REQUIREMENT:
Where does the string "unsignedByte" appear in the listing below? Copy every line where it does.

━━━━━━━━━━

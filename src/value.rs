//! Typed values (EXI 1.0 §7, Table 7-1).
//!
//! [`ValueType`] is the datatype a grammar production assigns to its CH or AT
//! content; [`Value`] is the content itself. Strings are not handled here:
//! they go through the string tables in [`stream`](crate::stream). Every other
//! type has a fixed representation implemented in the primitive modules.

use core::fmt;
use std::rc::Rc;

use crate::bitstream::{BitReader, BitWriter};
use crate::binary::BinaryKind;
use crate::datetime::{DateTime, DateTimeKind};
use crate::decimal::Decimal;
use crate::float::Float;
use crate::{Error, Result, binary, boolean, datetime, decimal, float, integer, unsigned_integer};

/// Datatype of a production's content.
#[derive(Debug, Clone, Copy, PartialEq, Eq, Hash, Default)]
pub enum ValueType {
    /// The production carries no value (SE, EE, SD, ...).
    #[default]
    None,
    String,
    Integer,
    UnsignedInteger,
    /// Bounded integer, written as an n-bit offset from `min`.
    BoundedInteger { min: i64, max: i64 },
    Float,
    Decimal,
    Boolean,
    Binary(BinaryKind),
    DateTime(DateTimeKind),
}

impl ValueType {
    /// Representation of an XSD built-in simple type, by local name.
    ///
    /// Unknown names (including list and duration types) fall back to
    /// [`ValueType::String`].
    pub fn for_builtin(local_name: &str) -> Self {
        match local_name {
            "boolean" => Self::Boolean,
            "decimal" => Self::Decimal,
            "float" | "double" => Self::Float,
            "integer" | "long" | "int" | "short" | "nonPositiveInteger" | "negativeInteger" => Self::Integer,
            "byte" => Self::BoundedInteger { min: -128, max: 127 },
            "unsignedByte" => Self::BoundedInteger { min: 0, max: 255 },
            "nonNegativeInteger" | "positiveInteger" | "unsignedLong" | "unsignedInt" | "unsignedShort" => {
                Self::UnsignedInteger
            }
            "base64Binary" => Self::Binary(BinaryKind::Base64),
            "hexBinary" => Self::Binary(BinaryKind::Hex),
            other => match DateTimeKind::from_type_name(other) {
                Some(kind) => Self::DateTime(kind),
                None => Self::String,
            },
        }
    }

    /// True for the integer family, which accepts range facets.
    pub fn is_integer(self) -> bool {
        matches!(self, Self::Integer | Self::UnsignedInteger | Self::BoundedInteger { .. })
    }
}

/// Content of a CH or AT event.
#[derive(Debug, Clone, PartialEq, Eq, Hash)]
pub enum Value {
    String(Rc<str>),
    Integer(i64),
    UnsignedInteger(u64),
    Float(Float),
    Decimal(Decimal),
    Boolean(bool),
    /// Octets of `base64Binary`/`hexBinary`, with the lexical space they print in.
    Binary(BinaryKind, Rc<[u8]>),
    DateTime(DateTime),
}

impl From<&str> for Value {
    fn from(s: &str) -> Self {
        Value::String(s.into())
    }
}

impl From<String> for Value {
    fn from(s: String) -> Self {
        Value::String(s.into())
    }
}

impl fmt::Display for Value {
    fn fmt(&self, f: &mut fmt::Formatter<'_>) -> fmt::Result {
        match self {
            Value::String(s) => f.write_str(s),
            Value::Integer(v) => write!(f, "{v}"),
            Value::UnsignedInteger(v) => write!(f, "{v}"),
            Value::Float(v) => write!(f, "{v}"),
            Value::Decimal(v) => write!(f, "{v}"),
            Value::Boolean(v) => write!(f, "{v}"),
            Value::Binary(kind, v) => f.write_str(&kind.to_lexical(v)),
            Value::DateTime(v) => write!(f, "{v}"),
        }
    }
}

impl Value {
    /// Parses a lexical value into the representation of `vt`.
    pub fn parse(vt: ValueType, lexical: &str) -> Result<Value> {
        let invalid = |what: &str| Error::InvalidValue(format!("'{lexical}' is not a valid {what}"));
        Ok(match vt {
            ValueType::None | ValueType::String => Value::String(lexical.into()),
            ValueType::Integer => Value::Integer(lexical.trim().trim_start_matches('+').parse().map_err(|_| invalid("integer"))?),
            ValueType::UnsignedInteger => {
                Value::UnsignedInteger(lexical.trim().trim_start_matches('+').parse().map_err(|_| invalid("unsigned integer"))?)
            }
            ValueType::BoundedInteger { min, max } => {
                let v: i64 = lexical.trim().trim_start_matches('+').parse().map_err(|_| invalid("integer"))?;
                if v < min || v > max {
                    return Err(Error::InvalidValue(format!("{v} outside [{min}, {max}]")));
                }
                Value::Integer(v)
            }
            ValueType::Float => Value::Float(Float::parse_lexical(lexical)?),
            ValueType::Decimal => Value::Decimal(Decimal::parse_lexical(lexical)?),
            ValueType::Boolean => Value::Boolean(boolean::parse_lexical(lexical).ok_or_else(|| invalid("boolean"))?),
            ValueType::Binary(kind) => Value::Binary(kind, kind.parse_lexical(lexical)?.into()),
            ValueType::DateTime(kind) => Value::DateTime(DateTime::parse_lexical(kind, lexical)?),
        })
    }

    /// Converts `self` to the representation of `vt`, parsing the lexical
    /// form when the variants differ.
    pub fn coerce(&self, vt: ValueType) -> Result<Value> {
        match (self, vt) {
            (Value::String(_), ValueType::None | ValueType::String)
            | (Value::Integer(_), ValueType::Integer)
            | (Value::UnsignedInteger(_), ValueType::UnsignedInteger)
            | (Value::Float(_), ValueType::Float)
            | (Value::Decimal(_), ValueType::Decimal)
            | (Value::Boolean(_), ValueType::Boolean) => Ok(self.clone()),
            (Value::Binary(_, octets), ValueType::Binary(kind)) => Ok(Value::Binary(kind, Rc::clone(octets))),
            (Value::DateTime(dt), ValueType::DateTime(kind)) if dt.kind == kind => Ok(self.clone()),
            (Value::String(s), _) => Value::parse(vt, s),
            (_, ValueType::None | ValueType::String) => Ok(Value::String(self.to_string().into())),
            _ => Value::parse(vt, &self.to_string()),
        }
    }

    /// The string content, if this is a string value.
    pub fn as_str(&self) -> Option<&str> {
        match self {
            Value::String(s) => Some(s),
            _ => None,
        }
    }
}

/// Writes a non-string value with the representation of `vt`.
///
/// `value` must already match `vt` (see [`Value::coerce`]).
pub fn encode_typed(writer: &mut BitWriter, value: &Value, vt: ValueType, byte_aligned: bool) -> Result<()> {
    match (vt, value) {
        (ValueType::Integer, Value::Integer(v)) => integer::encode(writer, *v, byte_aligned),
        (ValueType::UnsignedInteger, Value::UnsignedInteger(v)) => unsigned_integer::encode(writer, *v),
        (ValueType::BoundedInteger { min, max }, Value::Integer(v)) => {
            integer::encode_bounded(writer, *v, min, max, byte_aligned)?
        }
        (ValueType::Float, Value::Float(v)) => float::encode(writer, *v, byte_aligned)?,
        (ValueType::Decimal, Value::Decimal(v)) => decimal::encode(writer, *v, byte_aligned),
        (ValueType::Boolean, Value::Boolean(v)) => boolean::encode(writer, *v, byte_aligned),
        (ValueType::Binary(_), Value::Binary(_, v)) => binary::encode(writer, v),
        (ValueType::DateTime(_), Value::DateTime(v)) => datetime::encode(writer, v, byte_aligned)?,
        (vt, value) => {
            return Err(Error::inconsistent(format!("value {value:?} does not match type {vt:?}")));
        }
    }
    Ok(())
}

/// Reads a non-string value of type `vt`.
pub fn decode_typed(reader: &mut BitReader, vt: ValueType, byte_aligned: bool) -> Result<Value> {
    Ok(match vt {
        ValueType::Integer => Value::Integer(integer::decode(reader, byte_aligned)?),
        ValueType::UnsignedInteger => Value::UnsignedInteger(unsigned_integer::decode(reader)?),
        ValueType::BoundedInteger { min, max } => {
            Value::Integer(integer::decode_bounded(reader, min, max, byte_aligned)?)
        }
        ValueType::Float => Value::Float(float::decode(reader, byte_aligned)?),
        ValueType::Decimal => Value::Decimal(decimal::decode(reader, byte_aligned)?),
        ValueType::Boolean => Value::Boolean(boolean::decode(reader, byte_aligned)?),
        ValueType::Binary(kind) => Value::Binary(kind, binary::decode(reader)?.into()),
        ValueType::DateTime(kind) => Value::DateTime(datetime::decode(reader, kind, byte_aligned)?),
        ValueType::None | ValueType::String => {
            return Err(Error::inconsistent("string values are decoded through the string tables"));
        }
    })
}

#[cfg(test)]
mod tests {
    use super::*;

    fn round_trip(vt: ValueType, lexical: &str) -> Value {
        let value = Value::parse(vt, lexical).unwrap();
        let mut w = BitWriter::new();
        encode_typed(&mut w, &value, vt, false).unwrap();
        let data = w.into_vec();
        let decoded = decode_typed(&mut BitReader::new(&data), vt, false).unwrap();
        assert_eq!(decoded, value);
        decoded
    }

    #[test]
    fn builtin_type_mapping() {
        assert_eq!(ValueType::for_builtin("int"), ValueType::Integer);
        assert_eq!(ValueType::for_builtin("unsignedLong"), ValueType::UnsignedInteger);
        assert_eq!(ValueType::for_builtin("unsignedByte"), ValueType::BoundedInteger { min: 0, max: 255 });
        assert_eq!(ValueType::for_builtin("double"), ValueType::Float);
        assert_eq!(ValueType::for_builtin("gDay"), ValueType::DateTime(DateTimeKind::GDay));
        assert_eq!(ValueType::for_builtin("token"), ValueType::String);
        assert_eq!(ValueType::for_builtin("duration"), ValueType::String);
        assert_eq!(ValueType::for_builtin("hexBinary"), ValueType::Binary(BinaryKind::Hex));
    }

    /// Gleiche Oktette, aber hexBinary liest und schreibt Hex.
    #[test]
    fn hex_binary_is_not_base64() {
        let hex = Value::parse(ValueType::Binary(BinaryKind::Hex), "0a").unwrap();
        assert_eq!(hex, Value::Binary(BinaryKind::Hex, Rc::from(&[0x0Au8][..])));
        assert!(Value::parse(ValueType::Binary(BinaryKind::Hex), "Cg==").is_err());
    }

    #[test]
    fn typed_round_trips() {
        assert_eq!(round_trip(ValueType::Integer, "-5"), Value::Integer(-5));
        assert_eq!(round_trip(ValueType::UnsignedInteger, "+300"), Value::UnsignedInteger(300));
        assert_eq!(round_trip(ValueType::BoundedInteger { min: 10, max: 20 }, "17"), Value::Integer(17));
        assert_eq!(round_trip(ValueType::Boolean, "1"), Value::Boolean(true));
        assert_eq!(round_trip(ValueType::Float, "2.5").to_string(), "25E-1");
        assert_eq!(round_trip(ValueType::Decimal, "-0.25").to_string(), "-0.25");
        assert_eq!(round_trip(ValueType::Binary(BinaryKind::Base64), "AQID").to_string(), "AQID");
        assert_eq!(round_trip(ValueType::Binary(BinaryKind::Hex), "0a").to_string(), "0A");
        assert_eq!(
            round_trip(ValueType::DateTime(DateTimeKind::Date), "2020-02-02").to_string(),
            "2020-02-02"
        );
    }

    #[test]
    fn bounded_integer_uses_offset_bits() {
        let vt = ValueType::BoundedInteger { min: 10, max: 20 };
        let mut w = BitWriter::new();
        encode_typed(&mut w, &Value::Integer(17), vt, false).unwrap();
        assert_eq!(w.bit_position(), 4);
    }

    #[test]
    fn coerce_parses_strings_and_keeps_matching_values() {
        assert_eq!(Value::from("42").coerce(ValueType::Integer).unwrap(), Value::Integer(42));
        assert_eq!(Value::Integer(7).coerce(ValueType::Integer).unwrap(), Value::Integer(7));
        assert_eq!(Value::Integer(7).coerce(ValueType::String).unwrap(), Value::from("7"));
        assert_eq!(Value::Integer(7).coerce(ValueType::Decimal).unwrap().to_string(), "7");
        assert!(matches!(Value::from("x").coerce(ValueType::Boolean), Err(Error::InvalidValue(_))));
        assert!(Value::from("300").coerce(ValueType::BoundedInteger { min: 0, max: 255 }).is_err());
    }

    #[test]
    fn mismatched_value_is_internal_error() {
        let mut w = BitWriter::new();
        let err = encode_typed(&mut w, &Value::Boolean(true), ValueType::Integer, false).unwrap_err();
        assert!(matches!(err, Error::InconsistentState(_)));
    }
}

━━━━━━━━━━

RESULT OF THIS EXERCISE:
            "unsignedByte" => Self::BoundedInteger { min: 0, max: 255 },
        assert_eq!(ValueType::for_builtin("unsignedByte"), ValueType::BoundedInteger { min: 0, max: 255 });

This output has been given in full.